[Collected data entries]

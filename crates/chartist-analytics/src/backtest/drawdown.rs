//! 최고점 대비 낙폭 추적.

use serde::{Deserialize, Serialize};

/// 러닝 피크와 최대 낙폭.
///
/// 피크는 초기 자산에서 시작하여 감소하지 않으며, 최대 낙폭은
/// `(peak - equity) / peak`의 누적 최댓값입니다.
#[derive(Debug, Clone, Copy, PartialEq, Serialize, Deserialize)]
pub struct DrawdownTracker {
    peak: f64,
    max_drawdown: f64,
}

impl DrawdownTracker {
    /// 초기 자산으로 추적기를 생성합니다.
    pub fn new(initial_equity: f64) -> Self {
        Self {
            peak: initial_equity,
            max_drawdown: 0.0,
        }
    }

    /// 새 평가 자산을 반영하고 현재 낙폭(비율)을 반환합니다.
    pub fn update(&mut self, equity: f64) -> f64 {
        if equity > self.peak {
            self.peak = equity;
        }
        let drawdown = if self.peak > 0.0 {
            (self.peak - equity) / self.peak
        } else {
            0.0
        };
        if drawdown > self.max_drawdown {
            self.max_drawdown = drawdown;
        }
        drawdown
    }

    /// 현재까지의 최고 자산.
    pub fn peak(&self) -> f64 {
        self.peak
    }

    /// 최대 낙폭 (비율).
    pub fn max_drawdown(&self) -> f64 {
        self.max_drawdown
    }

    /// 최대 낙폭 (%).
    pub fn max_drawdown_pct(&self) -> f64 {
        self.max_drawdown * 100.0
    }
}

#[cfg(test)]
mod tests {
    use super::*;

    #[test]
    fn test_drawdown_sequence() {
        let mut dd = DrawdownTracker::new(100.0);
        assert_eq!(dd.update(100.0), 0.0);
        assert_eq!(dd.update(120.0), 0.0);
        assert_eq!(dd.peak(), 120.0);
        assert!((dd.update(90.0) - 0.25).abs() < 1e-12);
        assert!((dd.update(110.0) - 1.0 / 12.0).abs() < 1e-12);
        assert!((dd.max_drawdown_pct() - 25.0).abs() < 1e-9);
    }

    #[test]
    fn test_equity_below_initial_counts_from_initial_peak() {
        let mut dd = DrawdownTracker::new(1_000.0);
        dd.update(800.0);
        assert_eq!(dd.peak(), 1_000.0);
        assert!((dd.max_drawdown() - 0.2).abs() < 1e-12);
    }

    #[test]
    fn test_non_positive_peak() {
        let mut dd = DrawdownTracker::new(0.0);
        assert_eq!(dd.update(-5.0), 0.0);
        assert_eq!(dd.max_drawdown(), 0.0);
    }
}
//! chartist CLI 도구 모음.
//!
//! 이 crate는 다음 기능을 제공합니다:
//! - 설정 파일 기반 다종목 백테스트
//! - 마지막 봉 기준 신호 스캔
//! - 내장 전략 목록

pub mod commands;

pub use commands::*;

Task: Whenever the word "Serialize" shows up in a line of the entries above, copy that line.

Output of the exercise:
use serde::{Deserialize, Serialize};
#[derive(Debug, Clone, Copy, PartialEq, Serialize, Deserialize)]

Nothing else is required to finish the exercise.